Defining the Scope, Objectives, Goals, and Frequency of an Audit

The scope, objectives, goals, and frequency of audits are based on a risk. The goal of the planning phase of an audit is to define an audit universe and then identify the risk that puts the organization’s goals in jeopardy. An audit universe is defined as the collection or grouping of auditable areas, units, or entities grouped of logically separate areas to ensure full coverage of risks. For example, to cover all of the IT infrastructures we can logically separate the information technology (IT) operations versus the information security (IS) functions. Both are needed to ensure data are appropriately processed and applications are protected to support the business's goals. Consequently, an auditable entity or grouping can be organizationally or functionally aligned.

Once the auditable entities and groups are defined, the next step is to determine the risks associated with each grouping. For example, cutting-edge high-tech firms are highly reliant on skilled teams of developers, while a retail store may be reliant on older technologies. Both situations come with different risks and, thus, may have a different set of priorities when it comes to auditing.

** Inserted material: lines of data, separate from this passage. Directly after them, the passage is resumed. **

//! Trait for the authentication API collaborator

use async_trait::async_trait;

use crate::domain::entities::session::LoginResponse;
use crate::errors::ApiError;

/// Account creation form data
#[derive(Debug, Clone, PartialEq, Eq)]
pub struct SignupRequest {
    pub full_name: String,
    pub email: String,
    pub password: String,
}

/// Login, signup and password reset endpoints
#[async_trait]
pub trait AuthApi: Send + Sync {
    /// Exchange credentials for a session
    async fn login(&self, email: &str, password: &str) -> Result<LoginResponse, ApiError>;

    /// Create an account; the server emails a verification code
    async fn signup(&self, request: &SignupRequest) -> Result<(), ApiError>;

    /// Send a password reset link
    async fn request_password_reset(&self, email: &str) -> Result<(), ApiError>;
}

To determine the risks associated with each auditable entity, a detailed assessment and analysis should be performed. Typically, these assessments and analyses are performed annually as part of the audit planning cycle. Audit cycles are how often do you audit or assess an auditable entity. This is important because rarely there are enough time and resources to do a complete audit in one year. Consequently, if you have an audit cycle of a designated amount of time—say five years—you would then be able to break up operations audits into five parts and at the end of five years have complete coverage for that auditable entity. There is no specific rule on how short or long these cycles can be; however, generally three to five years is the accepted norm. It is important to note that these cycles are not rigid; if a higher risk is identified within a cycle, you would audit that more frequently. For example, on the five-year cycle, if you audited the data backups two years ago but recently determined an elevated risk with the increase in ransom attack, it may be still necessary to re-audit your backups based on the increased risk.

Assessments are a very important process to determine the risks and thus drive the audit frequency. While risks will not a complete scope, they drive the need to audit and will be the starting point for scope discussion. Specifically, if you know what risks are driving the need to have an audit, then the scope at a minimum will cover all the risks identified.

The detailed assessments and analysis of risk should include a review of the following:

  • IS threats and vulnerabilities

  • Operational dependencies and efficiencies

  • Legal and regulatory requirements

  • Business goals and objectives

Depending on the risk, the frequency of audits varies. Critical systems controls might need to be monitored more often than noncritical controls. In more high-risk situations, automated or continual audit tests might be considered.

Before performing an audit, the auditor should first define the audit scope. The scope includes the area or areas to be reviewed as well as the time frame to complete. Experienced auditors know it’s just as important to define what will be audited as it is to define what will not be audited. Risk often drives these decisions to include or exclude areas of concern. Most importantly, the higher risks should be covered. Risks need to align to likelihood. If you have a seemingly slightly higher risk item but the likelihood is very low compared to a slightly lower risk item with a much higher likelihood, typically the one with a higher likelihood would take priority. If the scope is not clearly defined, scope creep occurs, likely increasing the auditor’s workload. Scope creep is a term common to projects where the plans or goals expand beyond what was originally intended.

The audit objective or the goal of the audit is to ensure the identified risks are appropriately being managed by the organization. Both scope and objective are closely related. For the audit to be effective, the scope must consider the objectives of the audit. Defining scope requires the identification of the relevant deployed controls that will mitigate the risks identified. Time is another consideration dependent upon the objective. The depth and breadth of an audit usually determines the time frame required to meet the objectives.

When defining the scope, the auditor should consider the controls and processes across the auditable entities of IT infrastructure. This includes relevant resources such as the following:

  • Data

  • Applications

  • Technology

  • Facilities

  • Personnel

Auditors need to ensure the scope is sufficient to achieve the stated audit objectives. Restrictions placed on the scope could seriously affect the ability to achieve the stated objective. Examples of restrictions that an organization may place on an auditor that could have such a negative impact include the following:

  • Not providing enough resources

  • Limiting the time frame

  • Preventing the discovery of audit evidence

  • Restricting audit procedures

  • Withholding relevant historical records or information about past incidents

Planned audit activities also have a defined rate of occurrence, known as the audit frequency. There are two approaches to determine audit frequency. Audits can occur on an annual basis or every two or three years, depending on regulatory requirements and the determined risk. IT audits also are known for not following a predefined frequency, but instead using a continuous risk-assessment process. This is more appropriate given the fast-paced change in technology as well as the threats and vulnerabilities related to IT.